Constitutively active glucagon receptor drives high blood glucose in birds

Abstract

The maintenance of blood glucose, the body’s primary source of energy, is indispensable for overall health and metabolic homeostasis. It is regulated predominantly by the glucagon receptor family which is highly conserved in vertebrates1–4. Compared with other vertebrates, avian blood glucose levels are relatively high5,6, and blood glucose regulatory mechanisms in birds have remained unclear. Here we show that high hepatic expression of the avian glucagon receptor (GCGR) in association with constitutively active Gs signalling is dependent on the interaction of different domains. In vivo experiments showed that expression of constitutively active GCGR in hepatic cells led to correspondingly high blood glucose, rapid hepatic lipid utilization and high metabolic rates via downstream signalling pathway activation in fish, reptiles, birds and mammals.

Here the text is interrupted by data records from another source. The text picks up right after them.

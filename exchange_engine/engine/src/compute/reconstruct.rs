use std::sync::Arc;

use tracing::{debug, info, instrument, warn};

use crate::audit::{AuditEventType, AuditRecord, AuditTracker};
use crate::crypto::ThresholdScheme;
use crate::error::{ExchangeError, Result};
use crate::ledger::DataRegistryClient;
use crate::storage::BlobStore;
use crate::types::{NodeResult, Task};

/// Rebuilds plaintext from a completed task.
pub struct Reconstructor {
    pub scheme: Arc<dyn ThresholdScheme>,
    pub storage: Arc<dyn BlobStore>,
    pub data_registry: DataRegistryClient,
    pub audit: Arc<AuditTracker>,
}

impl Reconstructor {
    /// Uses the first `t` usable shares in policy order. Missing or
    /// unparseable responses are skipped; later members are never read.
    #[instrument(skip_all, fields(task_id = %task.id))]
    pub async fn reconstruct(&self, task: &Task, consumer_secret_key: &[u8]) -> Result<Vec<u8>> {
        if let Some(detail) = &task.verification_error {
            return Err(ExchangeError::VerificationFailed { detail: detail.clone() });
        }

        let data_id = &task.input_data.data_id;
        let entry = self
            .data_registry
            .get_data_by_id(data_id)
            .await?
            .ok_or_else(|| ExchangeError::DataNotFound { data_id: data_id.clone() })?;
        let policy = &entry.data.policy;
        let need = policy.threshold();

        let mut shares = Vec::with_capacity(need);
        let mut indices = Vec::with_capacity(need);
        for (index, name) in policy.members() {
            if shares.len() == need {
                break;
            }
            let Some(payload) = task.result.get(name) else {
                debug!(node = name, "no response");
                continue;
            };
            match serde_json::from_str::<NodeResult>(payload) {
                Ok(result) => {
                    shares.push(result.reenc_sk);
                    indices.push(index);
                }
                Err(e) => warn!(node = name, error = %e, "skipping malformed share"),
            }
        }
        if shares.len() < need {
            return Err(ExchangeError::InsufficientShares {
                have: shares.len(),
                need,
            });
        }

        let ciphertext = self.storage.get(&entry.data.storage_locator).await?;
        let plaintext = self
            .scheme
            .decrypt(&shares, consumer_secret_key, &entry.data.nonce, &ciphertext, &indices)?;

        info!(%data_id, chosen = ?indices, "plaintext reconstructed");
        self.audit.log(AuditRecord::new(
            AuditEventType::Reconstruct,
            &task.id,
            format!("data {data_id} from members {indices:?}"),
        ));
        Ok(plaintext)
    }
}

Furthermore, we identified a point mutation proximal to the GCGR gene region in chicken that resulted in reduced GCGR mRNA expression and increased body weight. Overexpressing a natural human GCGR variant (HsGCGR(H339R)) with modest constitutive activity in mice demonstrated that high expression of this variant increased blood glucose concentration and reduced body weight. In sum, we find that high expression and constitutive activity of GCGR may have contributed to the evolution of flight in the ancestors of birds. Hepatic expression of constitutively active glucagon receptor may have contributed to the glucose and lipid metabolism and the high metabolic rates that enabled the evolution of flight in birds.